PROBLEM TO SOLVE -
Scan the entries line by line and return those with "carry".

═══ INFORMATION GIVEN ═══

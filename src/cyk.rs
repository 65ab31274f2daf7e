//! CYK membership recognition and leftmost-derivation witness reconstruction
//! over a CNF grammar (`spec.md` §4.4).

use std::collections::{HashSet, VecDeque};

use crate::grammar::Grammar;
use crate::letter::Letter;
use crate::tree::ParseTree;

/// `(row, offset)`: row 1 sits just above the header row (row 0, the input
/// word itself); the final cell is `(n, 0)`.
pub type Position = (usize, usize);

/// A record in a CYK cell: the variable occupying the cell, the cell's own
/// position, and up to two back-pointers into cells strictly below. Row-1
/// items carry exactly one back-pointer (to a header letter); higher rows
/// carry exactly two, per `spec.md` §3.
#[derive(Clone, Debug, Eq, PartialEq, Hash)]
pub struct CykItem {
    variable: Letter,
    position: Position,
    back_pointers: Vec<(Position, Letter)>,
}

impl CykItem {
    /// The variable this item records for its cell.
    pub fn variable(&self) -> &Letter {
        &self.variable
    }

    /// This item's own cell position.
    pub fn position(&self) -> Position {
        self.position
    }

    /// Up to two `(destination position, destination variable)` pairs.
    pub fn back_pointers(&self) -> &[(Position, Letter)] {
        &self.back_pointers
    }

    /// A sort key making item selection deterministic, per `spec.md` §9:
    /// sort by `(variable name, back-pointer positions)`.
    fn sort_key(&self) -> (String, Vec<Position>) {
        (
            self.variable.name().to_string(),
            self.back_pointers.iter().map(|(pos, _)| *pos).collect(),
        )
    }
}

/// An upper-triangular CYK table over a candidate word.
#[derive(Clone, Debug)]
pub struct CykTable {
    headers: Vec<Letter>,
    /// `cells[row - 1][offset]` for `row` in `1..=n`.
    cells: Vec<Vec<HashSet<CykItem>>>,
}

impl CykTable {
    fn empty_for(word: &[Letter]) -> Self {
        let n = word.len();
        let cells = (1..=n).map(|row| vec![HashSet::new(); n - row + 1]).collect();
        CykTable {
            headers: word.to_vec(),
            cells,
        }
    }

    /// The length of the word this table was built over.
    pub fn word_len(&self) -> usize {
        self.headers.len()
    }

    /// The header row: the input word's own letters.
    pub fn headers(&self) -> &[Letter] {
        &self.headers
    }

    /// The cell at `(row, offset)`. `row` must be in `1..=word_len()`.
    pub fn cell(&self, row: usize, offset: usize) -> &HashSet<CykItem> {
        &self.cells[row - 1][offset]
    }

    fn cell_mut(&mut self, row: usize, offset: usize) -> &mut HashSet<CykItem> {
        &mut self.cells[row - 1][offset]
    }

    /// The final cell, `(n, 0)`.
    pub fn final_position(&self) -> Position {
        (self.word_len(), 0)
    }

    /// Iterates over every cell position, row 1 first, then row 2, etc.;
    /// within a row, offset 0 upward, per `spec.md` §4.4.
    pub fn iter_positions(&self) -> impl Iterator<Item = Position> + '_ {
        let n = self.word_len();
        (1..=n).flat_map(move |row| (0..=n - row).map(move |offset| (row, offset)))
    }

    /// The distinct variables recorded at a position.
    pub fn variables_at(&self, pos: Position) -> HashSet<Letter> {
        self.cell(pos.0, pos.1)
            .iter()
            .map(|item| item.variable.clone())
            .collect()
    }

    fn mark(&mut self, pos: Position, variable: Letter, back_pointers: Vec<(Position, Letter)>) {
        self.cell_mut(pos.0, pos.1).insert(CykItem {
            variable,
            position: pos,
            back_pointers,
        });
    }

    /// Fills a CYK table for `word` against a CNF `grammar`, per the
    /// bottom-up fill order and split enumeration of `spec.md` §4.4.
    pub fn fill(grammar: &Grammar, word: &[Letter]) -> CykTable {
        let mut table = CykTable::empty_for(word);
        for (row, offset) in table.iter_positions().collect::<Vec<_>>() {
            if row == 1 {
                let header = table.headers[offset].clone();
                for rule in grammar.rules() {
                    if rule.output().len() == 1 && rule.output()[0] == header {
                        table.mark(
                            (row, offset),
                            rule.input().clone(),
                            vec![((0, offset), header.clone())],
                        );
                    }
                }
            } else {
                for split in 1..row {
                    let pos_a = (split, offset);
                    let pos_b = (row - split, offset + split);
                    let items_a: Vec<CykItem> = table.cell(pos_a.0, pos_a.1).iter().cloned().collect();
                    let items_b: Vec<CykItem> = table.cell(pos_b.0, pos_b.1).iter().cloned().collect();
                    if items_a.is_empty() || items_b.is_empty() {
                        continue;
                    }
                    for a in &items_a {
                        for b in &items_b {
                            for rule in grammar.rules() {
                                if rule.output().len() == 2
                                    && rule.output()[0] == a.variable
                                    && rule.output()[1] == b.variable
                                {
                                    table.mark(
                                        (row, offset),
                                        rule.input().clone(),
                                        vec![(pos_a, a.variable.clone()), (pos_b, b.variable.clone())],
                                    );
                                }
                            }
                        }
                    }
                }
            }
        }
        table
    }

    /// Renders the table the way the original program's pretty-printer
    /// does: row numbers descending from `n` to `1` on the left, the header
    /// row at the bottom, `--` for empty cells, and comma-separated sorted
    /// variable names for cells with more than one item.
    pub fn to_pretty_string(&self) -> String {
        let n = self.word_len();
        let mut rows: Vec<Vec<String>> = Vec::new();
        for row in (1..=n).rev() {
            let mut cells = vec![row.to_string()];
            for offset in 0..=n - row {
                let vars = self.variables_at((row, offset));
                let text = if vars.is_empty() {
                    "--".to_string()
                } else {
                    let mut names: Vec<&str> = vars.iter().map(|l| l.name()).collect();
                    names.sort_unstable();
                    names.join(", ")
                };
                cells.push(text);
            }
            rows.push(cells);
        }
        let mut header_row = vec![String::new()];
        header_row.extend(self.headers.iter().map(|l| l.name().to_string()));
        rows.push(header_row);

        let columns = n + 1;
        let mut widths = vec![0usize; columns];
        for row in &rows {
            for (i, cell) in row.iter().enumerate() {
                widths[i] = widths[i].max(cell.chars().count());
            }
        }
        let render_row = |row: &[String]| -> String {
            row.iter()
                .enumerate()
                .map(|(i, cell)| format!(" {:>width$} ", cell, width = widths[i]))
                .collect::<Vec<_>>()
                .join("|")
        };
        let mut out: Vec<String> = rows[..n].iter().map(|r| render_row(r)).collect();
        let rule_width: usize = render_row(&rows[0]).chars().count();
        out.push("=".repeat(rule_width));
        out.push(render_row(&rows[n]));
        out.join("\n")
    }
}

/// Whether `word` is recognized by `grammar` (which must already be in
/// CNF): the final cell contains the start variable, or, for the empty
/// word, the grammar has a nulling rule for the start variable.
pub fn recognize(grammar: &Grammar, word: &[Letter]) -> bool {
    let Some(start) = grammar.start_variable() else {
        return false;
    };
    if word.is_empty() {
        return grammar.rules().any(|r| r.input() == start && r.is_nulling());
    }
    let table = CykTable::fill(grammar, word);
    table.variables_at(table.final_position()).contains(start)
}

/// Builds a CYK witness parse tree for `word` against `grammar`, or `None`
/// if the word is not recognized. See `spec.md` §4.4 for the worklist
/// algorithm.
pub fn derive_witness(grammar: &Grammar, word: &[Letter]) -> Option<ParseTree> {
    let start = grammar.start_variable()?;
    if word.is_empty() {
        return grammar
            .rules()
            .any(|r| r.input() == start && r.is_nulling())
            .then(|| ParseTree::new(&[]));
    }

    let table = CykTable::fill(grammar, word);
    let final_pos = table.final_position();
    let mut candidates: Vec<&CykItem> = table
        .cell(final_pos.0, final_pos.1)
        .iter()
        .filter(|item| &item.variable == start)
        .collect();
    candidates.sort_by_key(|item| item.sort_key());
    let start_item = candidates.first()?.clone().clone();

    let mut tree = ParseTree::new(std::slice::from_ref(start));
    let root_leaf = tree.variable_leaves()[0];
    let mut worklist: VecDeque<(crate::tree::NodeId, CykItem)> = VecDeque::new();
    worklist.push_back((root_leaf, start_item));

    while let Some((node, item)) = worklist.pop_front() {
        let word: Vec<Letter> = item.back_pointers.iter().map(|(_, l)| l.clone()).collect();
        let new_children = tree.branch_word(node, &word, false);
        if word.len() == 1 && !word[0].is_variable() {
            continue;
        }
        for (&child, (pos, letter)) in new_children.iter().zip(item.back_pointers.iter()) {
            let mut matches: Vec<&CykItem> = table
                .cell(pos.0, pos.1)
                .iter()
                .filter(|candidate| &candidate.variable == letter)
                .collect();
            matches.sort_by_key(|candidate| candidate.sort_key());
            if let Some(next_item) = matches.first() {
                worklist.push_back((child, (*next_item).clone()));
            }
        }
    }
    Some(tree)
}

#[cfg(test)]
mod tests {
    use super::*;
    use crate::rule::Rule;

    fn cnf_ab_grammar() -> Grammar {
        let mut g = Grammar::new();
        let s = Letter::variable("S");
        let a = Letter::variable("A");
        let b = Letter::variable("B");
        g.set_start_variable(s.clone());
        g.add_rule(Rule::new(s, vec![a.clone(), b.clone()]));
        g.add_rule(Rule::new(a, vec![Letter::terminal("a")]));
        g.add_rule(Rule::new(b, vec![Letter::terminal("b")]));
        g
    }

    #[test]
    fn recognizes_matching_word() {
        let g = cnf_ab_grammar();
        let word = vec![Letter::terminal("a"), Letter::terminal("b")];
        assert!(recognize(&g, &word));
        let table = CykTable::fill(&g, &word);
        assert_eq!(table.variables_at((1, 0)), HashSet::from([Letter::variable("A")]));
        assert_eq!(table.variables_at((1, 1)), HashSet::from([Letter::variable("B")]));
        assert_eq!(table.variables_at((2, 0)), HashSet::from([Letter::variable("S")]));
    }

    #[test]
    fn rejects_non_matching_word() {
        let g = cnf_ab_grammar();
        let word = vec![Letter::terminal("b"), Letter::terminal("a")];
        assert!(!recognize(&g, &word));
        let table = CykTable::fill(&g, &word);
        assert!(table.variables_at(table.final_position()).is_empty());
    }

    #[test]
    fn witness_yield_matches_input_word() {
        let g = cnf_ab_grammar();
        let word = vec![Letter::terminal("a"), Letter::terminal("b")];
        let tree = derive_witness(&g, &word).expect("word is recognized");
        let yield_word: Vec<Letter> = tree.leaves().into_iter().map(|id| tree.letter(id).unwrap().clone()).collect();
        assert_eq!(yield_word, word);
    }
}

═══

RESPONSE TO THE EXERCISE -
/// items carry exactly one back-pointer (to a header letter); higher rows
/// carry exactly two, per `spec.md` §3.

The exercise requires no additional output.